Le 1er février a marqué le début du Mois de l’histoire des Noir·e·s. Afin de souligner l’occasion, l’Université McGill, en coopération avec Le Bureau de l’équité de L’Université McGill, organise une série d’événements mettant de l’avant l’excellence des personnes noires au sein de l’Université. Cependant, sa longue histoire de discrimination et d’exclusion raciale, décrite par Suzanne Morton dans l’un de ses récents travaux, soulève plusieurs questions sur la manière dont l’Université McGill aborde ce mois.
Pour contextualiser la célébration du Mois de l’histoire des Noir·e·s en 2024, Le Délit s’est entretenu avec Rosemary Sadlier, ancienne présidente de l’Ontario Black History Society (OBHS), qui a joué un rôle fondamental dans sa mise en place.
Le Mois de l’histoire des Noir·e·s au Canada
Le mois de février est reconnu en 1995 au niveau fédéral comme le Mois de l’histoire des Noir·e·s, grâce aux efforts de Sadlier et de la députée parlementaire Jean Augustine. Ce mois est plus communément associé aux États-Unis, où il est officialisé 19 ans plus tôt. Ce retard, selon elle, est dû à la tendance canadienne à se considérer moins raciste que son voisin du sud, et même à ignorer sa propre histoire d’esclavage.
Sadlier explique avoir consacré 20 ans de sa carrière à l’instauration du 1er août comme Jour de l’émancipation, combat qui a finalement abouti en 2021 à la Chambre des communes. En effet, comme les discours soulignant l’inclusivité et la tolérance des Canadiens dominent, Sadlier explique qu’ils « rendent le travail de personnes comme moi très compliqué et difficile (tdlr) ». Elle identifie un manque d’éducation sur l’histoire des personnes noir·e·s dans le pays, ce qui « rend difficile la pensée critique chez les étudiants », et accorde donc aux institutions éducatives un rôle fondamental pendant le Mois de l’histoire des Noir·e·s.

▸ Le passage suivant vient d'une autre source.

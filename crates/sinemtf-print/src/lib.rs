//! Printable sine MTF charts.
//!
//! A chart carries one fiducial marker, a block of sine tiles (one per
//! spatial frequency) and a black/white reference strip. [`generate_chart`]
//! renders the bitmap and the [`ChartDescription`](sinemtf_core::ChartDescription)
//! that the analysis side uses to find the regions again.
//!
//! ```no_run
//! use sinemtf_aruco::builtins::DICT_4X4_50;
//! use sinemtf_print::{generate_chart, BlankText, ChartSpec};
//!
//! let spec = ChartSpec::load_json("chart.json")?;
//! let chart = generate_chart(&spec, &DICT_4X4_50, &BlankText)?;
//! chart.write("chart.png", "chart_description.json")?;
//! # Ok::<(), Box<dyn std::error::Error>>(())
//! ```

mod error;
mod io;
mod layout;
mod spec;
mod text;
mod tiles;

pub use error::PrintError;
pub use io::{save_png, write_png};
pub use layout::{generate_chart, ChartLayout};
pub use spec::{ChartSpec, FiducialSpec, ReferenceSpec, SineSpec};
pub use text::{fiducial_caption, sine_block_caption, BlankText, TextRenderer};
pub use tiles::{
    draw_reference_strip, draw_sine_block, draw_sine_tile, period_px, rotate_ccw, sine_profile,
};
use serde::{Deserialize, Serialize};
use sinemtf_core::{AffineModel, ConfigurationError, FitParams, Interpolation};

fn default_sine_oversample() -> f64 {
    16.0
}

fn default_reference_oversample() -> f64 {
    4.0
}

/// How regions are cut out of a photograph.
#[derive(Clone, Debug, PartialEq, Serialize, Deserialize)]
pub struct RectifierParams {
    /// Fiducial fit model; similarity suits fronto-parallel captures.
    #[serde(default)]
    pub model: AffineModel,
    /// Output pixels per half period of each sine tile.
    #[serde(default = "default_sine_oversample")]
    pub sine_oversample: f64,
    /// Reference-strip output pixels per captured pixel.
    #[serde(default = "default_reference_oversample")]
    pub reference_oversample: f64,
    #[serde(default)]
    pub interpolation: Interpolation,
    #[serde(default)]
    pub fit: FitParams,
}

impl Default for RectifierParams {
    fn default() -> Self {
        Self {
            model: AffineModel::Similarity,
            sine_oversample: default_sine_oversample(),
            reference_oversample: default_reference_oversample(),
            interpolation: Interpolation::Bicubic,
            fit: FitParams::default(),
        }
    }
}

impl RectifierParams {
    pub fn validate(&self) -> Result<(), ConfigurationError> {
        for (name, value) in [
            ("sine_oversample", self.sine_oversample),
            ("reference_oversample", self.reference_oversample),
            ("max_residual_px", self.fit.max_residual_px),
        ] {
            if !(value.is_finite() && value > 0.0) {
                return Err(ConfigurationError::InvalidParameter { name, value });
            }
        }
        Ok(())
    }
}

fn default_bandwidth_ratio() -> f64 {
    0.15
}

fn default_bezel_ratio() -> f64 {
    0.1
}

fn default_min_differential() -> f64 {
    1e-3
}

/// Spectral estimation tuning.
#[derive(Clone, Debug, PartialEq, Serialize, Deserialize)]
pub struct MtfParams {
    /// Half-width of the integration window relative to the target frequency.
    /// 0.15 tolerates roughly 9° of residual tile rotation.
    #[serde(default = "default_bandwidth_ratio")]
    pub bandwidth_ratio: f64,
    /// Fraction of each tile side discarded before analysis.
    #[serde(default = "default_bezel_ratio")]
    pub bezel_ratio: f64,
    /// Smallest usable white/black half-difference, in normalized intensity.
    #[serde(default = "default_min_differential")]
    pub min_differential: f64,
}

impl Default for MtfParams {
    fn default() -> Self {
        Self {
            bandwidth_ratio: default_bandwidth_ratio(),
            bezel_ratio: default_bezel_ratio(),
            min_differential: default_min_differential(),
        }
    }
}

impl MtfParams {
    pub fn validate(&self) -> Result<(), ConfigurationError> {
        let b = self.bandwidth_ratio;
        if !(b > 0.0 && b < 1.0) {
            return Err(ConfigurationError::InvalidParameter {
                name: "bandwidth_ratio",
                value: b,
            });
        }
        let z = self.bezel_ratio;
        if !(z >= 0.0 && z < 0.5) {
            return Err(ConfigurationError::InvalidParameter {
                name: "bezel_ratio",
                value: z,
            });
        }
        let d = self.min_differential;
        if !(d.is_finite() && d >= 0.0) {
            return Err(ConfigurationError::InvalidParameter {
                name: "min_differential",
                value: d,
            });
        }
        Ok(())
    }
}
//! Geometry, image and chart-description primitives for sine-chart MTF
//! measurement.
//!
//! Everything here is pure and synchronous: no detector, no file format
//! beyond JSON, no global state besides the optional logger.

mod affine;
mod description;
mod error;
mod image;
mod logger;
mod rect;
mod units;

pub use affine::{
    estimate_affine_lmeds, estimate_rect_to_rect_affine, AffineFit, AffineMap, AffineModel,
    FitDirection, FitParams,
};
pub use description::{
    ChartDescription, FiducialRegion, ReferenceStrip, SineBlock, SizeMm, SizePx,
};
pub use error::{ConfigurationError, GeometryError, JsonIoError};
pub use image::{
    remove_bezel, sample, sample_bicubic, sample_bilinear, sample_nearest, warp_affine,
    warp_affine_gray, BezelAxes, FloatImage, GrayImage, GrayImageView, Interpolation,
};
pub use rect::{crop_rect_and_scale, polygon_area, rect_to_corners, ResampleCanvas, Xywhr};
pub use units::{
    dpi_to_pixel_pitch, mm_to_pixels, pixel_pitch_to_dpi, pixels_to_mm, MM_PER_INCH,
};

#[cfg(feature = "tracing")]
pub use logger::init_tracing;

pub use logger::{init_logger, init_with_level, LogConfig};

pub use nalgebra::Point2;
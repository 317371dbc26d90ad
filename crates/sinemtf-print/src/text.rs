//! Description captions and the text-rendering capability.

use sinemtf_core::GrayImage;

/// Draws a single line of caption text.
pub trait TextRenderer {
    /// Draw `text` in black on a white `width × height` tile.
    fn render_line(&self, text: &str, width: usize, height: usize) -> GrayImage;
}

/// Leaves captions blank; charts stay measurable without a font.
#[derive(Clone, Copy, Debug, Default)]
pub struct BlankText;

impl TextRenderer for BlankText {
    fn render_line(&self, _text: &str, width: usize, height: usize) -> GrayImage {
        GrayImage::filled(width, height, 255)
    }
}

/// `"Tile freqs (lp/mm): 5.00, 10.00"`.
pub fn sine_block_caption(frequencies_lpmm: &[f64]) -> String {
    let list: Vec<String> = frequencies_lpmm.iter().map(|f| format!("{f:.2}")).collect();
    format!("Tile freqs (lp/mm): {}", list.join(", "))
}

/// `"DICT_4X4_50; Index 3; 20mm x 20mm"`.
pub fn fiducial_caption(dictionary: &str, id: u32, side_mm: f64) -> String {
    format!("{dictionary}; Index {id}; {side_mm}mm x {side_mm}mm")
}
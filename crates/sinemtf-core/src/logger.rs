//! Stderr logger for the command-line tool and tests.
//!
//! A line reads `[  1.234s  INFO sinemtf_mtf] MTF = 0.9931 lpmm=5 fiducial=7`:
//! time since installation, level, emitting crate, message, then the
//! structured fields the record carries. Pipeline stages attach the frame's
//! fiducial id and the tile frequency as `log` key-values, so per-frame
//! output can be grepped without parsing messages.
//!
//! Records from crates outside the workspace (image decoders, png) are held
//! to [`LogConfig::dependency_level`].

use std::fmt::Write as _;
use std::io::Write as _;
use std::sync::OnceLock;
use std::time::Instant;

use log::kv::{self, Key, Value, VisitSource};
use log::{LevelFilter, Log, Metadata, Record};

#[cfg(feature = "tracing")]
use tracing_subscriber::fmt::format::FmtSpan;
#[cfg(feature = "tracing")]
use tracing_subscriber::util::SubscriberInitExt;
#[cfg(feature = "tracing")]
use tracing_subscriber::{fmt, EnvFilter};

const OWN_TARGET_PREFIX: &str = "sinemtf";

/// Level filters of the stderr logger.
#[derive(Clone, Copy, Debug, PartialEq, Eq)]
pub struct LogConfig {
    /// Filter for the `sinemtf*` crates.
    pub level: LevelFilter,
    /// Filter for everything else.
    pub dependency_level: LevelFilter,
}

impl Default for LogConfig {
    fn default() -> Self {
        Self {
            level: LevelFilter::Info,
            dependency_level: LevelFilter::Warn,
        }
    }
}

struct FrameLogger {
    config: LogConfig,
    started: Instant,
}

impl FrameLogger {
    fn filter_for(&self, target: &str) -> LevelFilter {
        if target.starts_with(OWN_TARGET_PREFIX) {
            self.config.level
        } else {
            self.config.dependency_level
        }
    }
}

impl Log for FrameLogger {
    fn enabled(&self, metadata: &Metadata) -> bool {
        metadata.level() <= self.filter_for(metadata.target())
    }

    fn log(&self, record: &Record) {
        if !self.enabled(record.metadata()) {
            return;
        }
        let line = format_record(self.started.elapsed().as_secs_f64(), record);
        let _ = writeln!(std::io::stderr().lock(), "{line}");
    }

    fn flush(&self) {
        let _ = std::io::stderr().flush();
    }
}

/// Appends ` key=value` for every structured field of a record.
struct FieldWriter<'a>(&'a mut String);

impl<'kvs> VisitSource<'kvs> for FieldWriter<'_> {
    fn visit_pair(&mut self, key: Key<'kvs>, value: Value<'kvs>) -> Result<(), kv::Error> {
        let _ = write!(self.0, " {key}={value}");
        Ok(())
    }
}

fn format_record(elapsed_s: f64, record: &Record) -> String {
    let target = record.target();
    let krate = target.split("::").next().unwrap_or(target);
    let mut line = format!(
        "[{:7.3}s {:>5} {}] {}",
        elapsed_s,
        record.level(),
        krate,
        record.args()
    );
    let _ = record.key_values().visit(&mut FieldWriter(&mut line));
    line
}

static LOGGER: OnceLock<FrameLogger> = OnceLock::new();

/// Install the stderr logger. Only the first call takes effect.
pub fn init_logger(config: LogConfig) -> Result<(), log::SetLoggerError> {
    if LOGGER.get().is_none() {
        let logger = LOGGER.get_or_init(|| FrameLogger {
            config,
            started: Instant::now(),
        });
        log::set_logger(logger)?;
        log::set_max_level(config.level.max(config.dependency_level));
    }
    Ok(())
}

/// [`init_logger`] with `level` for the workspace crates and `Warn` for the rest.
pub fn init_with_level(level: LevelFilter) -> Result<(), log::SetLoggerError> {
    init_logger(LogConfig {
        level,
        ..LogConfig::default()
    })
}

/// Install a `tracing` subscriber honouring `RUST_LOG` (default `info`).
///
/// Span close events carry the time spent in each pipeline stage.
#[cfg(feature = "tracing")]
pub fn init_tracing(json: bool) {
    let filter = EnvFilter::try_from_default_env().unwrap_or_else(|_| EnvFilter::new("info"));
    let builder = fmt().with_env_filter(filter).with_span_events(FmtSpan::CLOSE);
    if json {
        let _ = builder.json().flatten_event(true).finish().try_init();
    } else {
        let _ = builder
            .with_timer(fmt::time::Uptime::default())
            .finish()
            .try_init();
    }
}
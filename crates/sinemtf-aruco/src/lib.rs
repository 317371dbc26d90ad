//! ArUco dictionaries for the chart fiducial.
//!
//! This crate covers:
//! - packed dictionaries (a built-in `4X4_50` plus JSON-loaded custom ones),
//! - rendering marker bitmaps through [`MarkerRenderer`],
//! - reading back markers from rectified images,
//! - the [`MarkerDetector`] interface consumed by the analysis pipeline.
//!
//! It does **not** find markers in photographs; a detector is supplied by
//! the caller.

pub mod builtins;
mod detection;
mod dictionary;
mod matcher;
mod render;

pub use detection::{select_marker, MarkerDetection, MarkerDetector, RecordedDetections};
pub use dictionary::Dictionary;
pub use matcher::{read_marker_code, rotate_code_u64, Match, Matcher};
pub use render::{MarkerError, MarkerRenderer};
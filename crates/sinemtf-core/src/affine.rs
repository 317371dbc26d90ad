use crate::rect::{polygon_area, rect_to_corners, Xywhr};
use crate::GeometryError;
use nalgebra::{DMatrix, DVector, Matrix3, Point2, Vector3};
use serde::{Deserialize, Serialize};
use std::ops::Mul;

/// A 2D affine map stored as a homogeneous 3×3 matrix with last row `[0, 0, 1]`.
///
/// Serialized as its top two rows.
#[derive(Clone, Copy, Debug, PartialEq, Serialize, Deserialize)]
#[serde(from = "[[f64; 3]; 2]", into = "[[f64; 3]; 2]")]
pub struct AffineMap {
    pub m: Matrix3<f64>,
}

impl From<[[f64; 3]; 2]> for AffineMap {
    fn from(rows: [[f64; 3]; 2]) -> Self {
        Self::from_rows(rows)
    }
}

impl From<AffineMap> for [[f64; 3]; 2] {
    fn from(a: AffineMap) -> Self {
        a.to_rows()
    }
}

impl Default for AffineMap {
    fn default() -> Self {
        Self::identity()
    }
}

impl AffineMap {
    /// Wrap a homogeneous matrix; the last row is forced to `[0, 0, 1]`.
    pub fn new(mut m: Matrix3<f64>) -> Self {
        m[(2, 0)] = 0.0;
        m[(2, 1)] = 0.0;
        m[(2, 2)] = 1.0;
        Self { m }
    }

    pub fn from_rows(rows: [[f64; 3]; 2]) -> Self {
        Self::new(Matrix3::new(
            rows[0][0], rows[0][1], rows[0][2], //
            rows[1][0], rows[1][1], rows[1][2], //
            0.0, 0.0, 1.0,
        ))
    }

    pub fn to_rows(&self) -> [[f64; 3]; 2] {
        [
            [self.m[(0, 0)], self.m[(0, 1)], self.m[(0, 2)]],
            [self.m[(1, 0)], self.m[(1, 1)], self.m[(1, 2)]],
        ]
    }

    pub fn identity() -> Self {
        Self {
            m: Matrix3::identity(),
        }
    }

    pub fn translation(tx: f64, ty: f64) -> Self {
        Self::from_rows([[1.0, 0.0, tx], [0.0, 1.0, ty]])
    }

    /// Clockwise rotation by `theta` radians about the origin (image `y` down).
    pub fn rotation(theta: f64) -> Self {
        let (s, c) = theta.sin_cos();
        Self::from_rows([[c, -s, 0.0], [s, c, 0.0]])
    }

    /// Isotropic scaling about the origin.
    pub fn scaling(s: f64) -> Self {
        Self::from_rows([[s, 0.0, 0.0], [0.0, s, 0.0]])
    }

    /// Rotation + uniform scale + translation: `p' = s·R(theta)·p + t`.
    pub fn similarity(scale: f64, theta: f64, tx: f64, ty: f64) -> Self {
        Self::rotation(theta)
            .then(&Self::scaling(scale))
            .then(&Self::translation(tx, ty))
    }

    #[inline]
    pub fn apply(&self, p: Point2<f64>) -> Point2<f64> {
        let v = self.m * Vector3::new(p.x, p.y, 1.0);
        Point2::new(v[0], v[1])
    }

    /// Composition: apply `self` first, then `next`.
    pub fn then(&self, next: &AffineMap) -> AffineMap {
        AffineMap {
            m: next.m * self.m,
        }
    }

    /// Determinant of the linear part.
    #[inline]
    pub fn determinant(&self) -> f64 {
        self.m[(0, 0)] * self.m[(1, 1)] - self.m[(0, 1)] * self.m[(1, 0)]
    }

    /// Geometric-mean scale factor, `sqrt(|det|)`.
    #[inline]
    pub fn similarity_scale(&self) -> f64 {
        self.determinant().abs().sqrt()
    }

    /// Rotation of the image of the `x` axis, radians.
    #[inline]
    pub fn rotation_angle(&self) -> f64 {
        self.m[(1, 0)].atan2(self.m[(0, 0)])
    }

    pub fn inverse(&self) -> Option<Self> {
        let det = self.determinant();
        if !det.is_finite() || det.abs() < 1e-12 {
            return None;
        }
        self.m.try_inverse().map(Self::new)
    }
}

impl Mul for AffineMap {
    type Output = AffineMap;

    /// `a * b` applies `b` first.
    fn mul(self, rhs: AffineMap) -> AffineMap {
        rhs.then(&self)
    }
}

/// Degrees of freedom allowed in a fit.
#[derive(Clone, Copy, Debug, PartialEq, Eq, Serialize, Deserialize, Default)]
#[serde(rename_all = "snake_case")]
pub enum AffineModel {
    /// Rotation, uniform scale and translation (4 DOF).
    #[default]
    Similarity,
    /// Full affine (6 DOF).
    Affine,
}

impl AffineModel {
    /// Correspondences needed for an exact fit.
    pub fn min_points(self) -> usize {
        match self {
            AffineModel::Similarity => 2,
            AffineModel::Affine => 3,
        }
    }
}

/// Which way a rectangle-to-quadrilateral fit maps.
#[derive(Clone, Copy, Debug, PartialEq, Eq, Serialize, Deserialize, Default)]
#[serde(rename_all = "snake_case")]
pub enum FitDirection {
    /// Rectangle space → quadrilateral space.
    #[default]
    Forward,
    /// Quadrilateral space → rectangle space.
    Reverse,
}

/// Robust fit tolerances. Distances are in quadrilateral (captured) pixels.
#[derive(Clone, Debug, PartialEq, Serialize, Deserialize)]
#[serde(default)]
pub struct FitParams {
    /// Quadrilaterals with a smaller area are rejected as degenerate.
    pub min_quad_area_px2: f64,
    /// Lower bound of the inlier gate.
    pub inlier_floor_px: f64,
    /// Maximum RMS residual of an accepted fit.
    pub max_residual_px: f64,
}

impl Default for FitParams {
    fn default() -> Self {
        Self {
            min_quad_area_px2: 16.0,
            inlier_floor_px: 2.0,
            max_residual_px: 5.0,
        }
    }
}

/// A fitted map and its residual statistics.
#[derive(Clone, Debug, PartialEq)]
pub struct AffineFit {
    pub map: AffineMap,
    pub model: AffineModel,
    /// RMS residual over the inliers (all points when the inlier set is too small).
    pub rms_residual_px: f64,
    /// Largest residual over all points.
    pub max_residual_px: f64,
    /// Inlier flag per correspondence.
    pub inliers: Vec<bool>,
}

impl AffineFit {
    pub fn inlier_count(&self) -> usize {
        self.inliers.iter().filter(|&&b| b).count()
    }
}

/// Fit the affine map between a canonical rectangle and an ordered quadrilateral.
///
/// `quad` lists the images of the rectangle corners in [`rect_to_corners`]
/// order. With [`FitDirection::Reverse`] the returned map sends the
/// quadrilateral onto the rectangle.
pub fn estimate_rect_to_rect_affine(
    rect: &Xywhr,
    quad: &[Point2<f64>; 4],
    model: AffineModel,
    direction: FitDirection,
    params: &FitParams,
) -> Result<AffineFit, GeometryError> {
    if !rect.is_valid() {
        return Err(GeometryError::DegenerateRect);
    }
    if quad.iter().any(|p| !p.x.is_finite() || !p.y.is_finite()) {
        return Err(GeometryError::DegenerateQuad { area: f64::NAN });
    }
    let quad_area = polygon_area(quad).abs();
    if quad_area < params.min_quad_area_px2 {
        return Err(GeometryError::DegenerateQuad { area: quad_area });
    }

    let rect_pts = rect_to_corners(rect);
    let (src, dst, quad_px_per_unit) = match direction {
        FitDirection::Forward => (rect_pts, *quad, 1.0),
        FitDirection::Reverse => {
            let rect_area = rect.width * rect.height;
            (*quad, rect_pts, (quad_area / rect_area).sqrt())
        }
    };
    estimate_affine_lmeds(&src, &dst, model, params, quad_px_per_unit)
}

/// Least-median-of-squares affine fit `dst ≈ H · src`.
///
/// `dst_px_scale` converts destination units into the pixels the tolerances
/// in `params` are expressed in.
pub fn estimate_affine_lmeds(
    src: &[Point2<f64>],
    dst: &[Point2<f64>],
    model: AffineModel,
    params: &FitParams,
    dst_px_scale: f64,
) -> Result<AffineFit, GeometryError> {
    let p = model.min_points();
    let n = src.len();
    if n != dst.len() || n < p {
        return Err(GeometryError::NotEnoughPoints {
            needed: p,
            got: n.min(dst.len()),
        });
    }

    let floor = params.inlier_floor_px / dst_px_scale;
    let sigma_gain = 1.4826 * (1.0 + 5.0 / n.saturating_sub(p).max(1) as f64);

    let mut best: Option<Candidate> = None;
    for subset in combinations(n, p) {
        let s: Vec<Point2<f64>> = subset.iter().map(|&i| src[i]).collect();
        let d: Vec<Point2<f64>> = subset.iter().map(|&i| dst[i]).collect();
        let Some(map) = least_squares(&s, &d, model) else {
            continue;
        };
        let sq = squared_residuals(&map, src, dst);
        let median = median_of(&sq);
        let gate = (2.5 * sigma_gain * median.sqrt()).max(floor);
        let inliers: Vec<bool> = sq.iter().map(|&r| r <= gate * gate).collect();
        let cand = Candidate {
            median,
            inlier_count: inliers.iter().filter(|&&b| b).count(),
            total: sq.iter().sum(),
            inliers,
        };
        if best.as_ref().is_none_or(|b| cand.beats(b)) {
            best = Some(cand);
        }
    }
    let best = best.ok_or(GeometryError::NonInvertible)?;

    // a minimal subset fits itself exactly
    let trusted = best.inlier_count > p || n == p;
    let (fit_src, fit_dst): (Vec<_>, Vec<_>) = if trusted {
        src.iter()
            .zip(dst)
            .zip(&best.inliers)
            .filter(|(_, &keep)| keep)
            .map(|((a, b), _)| (*a, *b))
            .unzip()
    } else {
        (src.to_vec(), dst.to_vec())
    };
    let map = least_squares(&fit_src, &fit_dst, model).ok_or(GeometryError::NonInvertible)?;
    if map.inverse().is_none() {
        return Err(GeometryError::NonInvertible);
    }

    let sq = squared_residuals(&map, src, dst);
    let inliers = if trusted {
        best.inliers
    } else {
        vec![true; n]
    };
    let (sum, count) = sq
        .iter()
        .zip(&inliers)
        .filter(|(_, &keep)| keep)
        .fold((0.0, 0usize), |(s, c), (r, _)| (s + r, c + 1));
    let rms = (sum / count.max(1) as f64).sqrt() * dst_px_scale;
    let max = sq.iter().copied().fold(0.0_f64, f64::max).sqrt() * dst_px_scale;

    log::debug!(
        "affine fit: model={model:?} inliers={count}/{n} rms={rms:.4}px max={max:.4}px"
    );
    if rms > params.max_residual_px {
        return Err(GeometryError::ResidualTooLarge {
            rms,
            tolerance: params.max_residual_px,
        });
    }

    Ok(AffineFit {
        map,
        model,
        rms_residual_px: rms,
        max_residual_px: max,
        inliers,
    })
}

struct Candidate {
    median: f64,
    inlier_count: usize,
    total: f64,
    inliers: Vec<bool>,
}

impl Candidate {
    fn beats(&self, other: &Candidate) -> bool {
        if self.median != other.median {
            return self.median < other.median;
        }
        if self.inlier_count != other.inlier_count {
            return self.inlier_count > other.inlier_count;
        }
        self.total < other.total
    }
}

fn squared_residuals(map: &AffineMap, src: &[Point2<f64>], dst: &[Point2<f64>]) -> Vec<f64> {
    src.iter()
        .zip(dst)
        .map(|(s, d)| (map.apply(*s) - d).norm_squared())
        .collect()
}

fn median_of(values: &[f64]) -> f64 {
    let mut v = values.to_vec();
    v.sort_by(|a, b| a.total_cmp(b));
    let n = v.len();
    if n == 0 {
        return 0.0;
    }
    if n % 2 == 1 {
        v[n / 2]
    } else {
        0.5 * (v[n / 2 - 1] + v[n / 2])
    }
}

/// All `k`-element index subsets of `0..n` in lexicographic order.
fn combinations(n: usize, k: usize) -> Vec<Vec<usize>> {
    let mut out = Vec::new();
    if k == 0 || k > n {
        return out;
    }
    let mut idx: Vec<usize> = (0..k).collect();
    loop {
        out.push(idx.clone());
        let mut i = k;
        while i > 0 && idx[i - 1] == n - k + i - 1 {
            i -= 1;
        }
        if i == 0 {
            return out;
        }
        idx[i - 1] += 1;
        for j in i..k {
            idx[j] = idx[j - 1] + 1;
        }
    }
}

fn hartley_normalization(pts: &[Point2<f64>]) -> Matrix3<f64> {
    let n = pts.len() as f64;
    let (mut cx, mut cy) = (0.0, 0.0);
    for p in pts {
        cx += p.x;
        cy += p.y;
    }
    cx /= n;
    cy /= n;

    let mut mean_dist = 0.0;
    for p in pts {
        mean_dist += ((p.x - cx).powi(2) + (p.y - cy).powi(2)).sqrt();
    }
    mean_dist /= n;

    let s = if mean_dist > 1e-12 {
        std::f64::consts::SQRT_2 / mean_dist
    } else {
        1.0
    };
    Matrix3::new(s, 0.0, -s * cx, 0.0, s, -s * cy, 0.0, 0.0, 1.0)
}

/// Linear least-squares fit in Hartley-normalized coordinates.
///
/// Returns `None` when the correspondences do not pin down the model
/// (coincident points, collinear points for the full affine).
fn least_squares(src: &[Point2<f64>], dst: &[Point2<f64>], model: AffineModel) -> Option<AffineMap> {
    let n = src.len();
    if n < model.min_points() {
        return None;
    }
    let t_src = hartley_normalization(src);
    let t_dst = hartley_normalization(dst);
    let norm = |t: &Matrix3<f64>, p: &Point2<f64>| {
        let v = t * Vector3::new(p.x, p.y, 1.0);
        (v[0], v[1])
    };

    let unknowns = match model {
        AffineModel::Similarity => 4,
        AffineModel::Affine => 6,
    };
    let mut a = DMatrix::<f64>::zeros(2 * n, unknowns);
    let mut b = DVector::<f64>::zeros(2 * n);
    for k in 0..n {
        let (x, y) = norm(&t_src, &src[k]);
        let (u, v) = norm(&t_dst, &dst[k]);
        match model {
            // u = a x - b y + tx ; v = b x + a y + ty
            AffineModel::Similarity => {
                a[(2 * k, 0)] = x;
                a[(2 * k, 1)] = -y;
                a[(2 * k, 2)] = 1.0;
                a[(2 * k + 1, 0)] = y;
                a[(2 * k + 1, 1)] = x;
                a[(2 * k + 1, 3)] = 1.0;
            }
            AffineModel::Affine => {
                a[(2 * k, 0)] = x;
                a[(2 * k, 1)] = y;
                a[(2 * k, 2)] = 1.0;
                a[(2 * k + 1, 3)] = x;
                a[(2 * k + 1, 4)] = y;
                a[(2 * k + 1, 5)] = 1.0;
            }
        }
        b[2 * k] = u;
        b[2 * k + 1] = v;
    }

    let svd = a.svd(true, true);
    let max_sv = svd.singular_values.max();
    if !(max_sv > 0.0) || svd.rank(max_sv * 1e-9) < unknowns {
        return None;
    }
    let x = svd.solve(&b, 1e-15).ok()?;

    let hn = match model {
        AffineModel::Similarity => Matrix3::new(
            x[0], -x[1], x[2], //
            x[1], x[0], x[3], //
            0.0, 0.0, 1.0,
        ),
        AffineModel::Affine => Matrix3::new(
            x[0], x[1], x[2], //
            x[3], x[4], x[5], //
            0.0, 0.0, 1.0,
        ),
    };
    let t_dst_inv = t_dst.try_inverse()?;
    let map = AffineMap::new(t_dst_inv * hn * t_src);
    map.m.iter().all(|v| v.is_finite()).then_some(map)
}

Cette éducation commence par l’inventaire du contenu disponible au sujet de l’histoire des personnes noires au Canada. Sadlier explique que les manquements potentiels dans cette histoire posent problème aux étudiant·e·s de tous les niveaux. Bien que cette éducation soit cruciale pour tous·tes, plusieurs étudiant·e·s noir·e·s se voient sous-représenté·e·s dans le curriculum pendant leur scolarité. Mais le problème ne s’arrête pas là. Un·e étudiant·e noir·e qui arrive au niveau universitaire fait encore face à de nombreux obstacles : « Je connais un étudiant noir qui voulait faire son doctorat sur un chapitre de l’Histoire des personnes noires, qui a été rejeté sous prétexte qu’il n’y avait pas assez de contenu. »
McGill dans l’équation
Selon Sadlier, le Mois de l’histoire des Noir·e·s a pour mission de faire ressortir la vérité. Ceci requiert en première partie l’avancement des points de vue des personnes noires dans les milieux universitaires. Elle explique : « Si le rôle de l’université est d’élargir les horizons de ses étudiants, de promouvoir la diversité, d’enseigner la pensée critique, il est important de considérer la contribution des personnes noires. » Dans le contexte universitaire, comme elle le fait remarquer, ceci requiert aussi l’honnêteté de la direction et de l’administration de McGill par rapport à leur propre histoire de discrimination : « La plupart des universités au Canada ont une connexion à l’esclavage des personnes noires et autochtones. » Sadlier conclut que plusieurs d’entre elles ont tendance à filtrer et même omettre certains épisodes peu glorieux de leur passé colonial.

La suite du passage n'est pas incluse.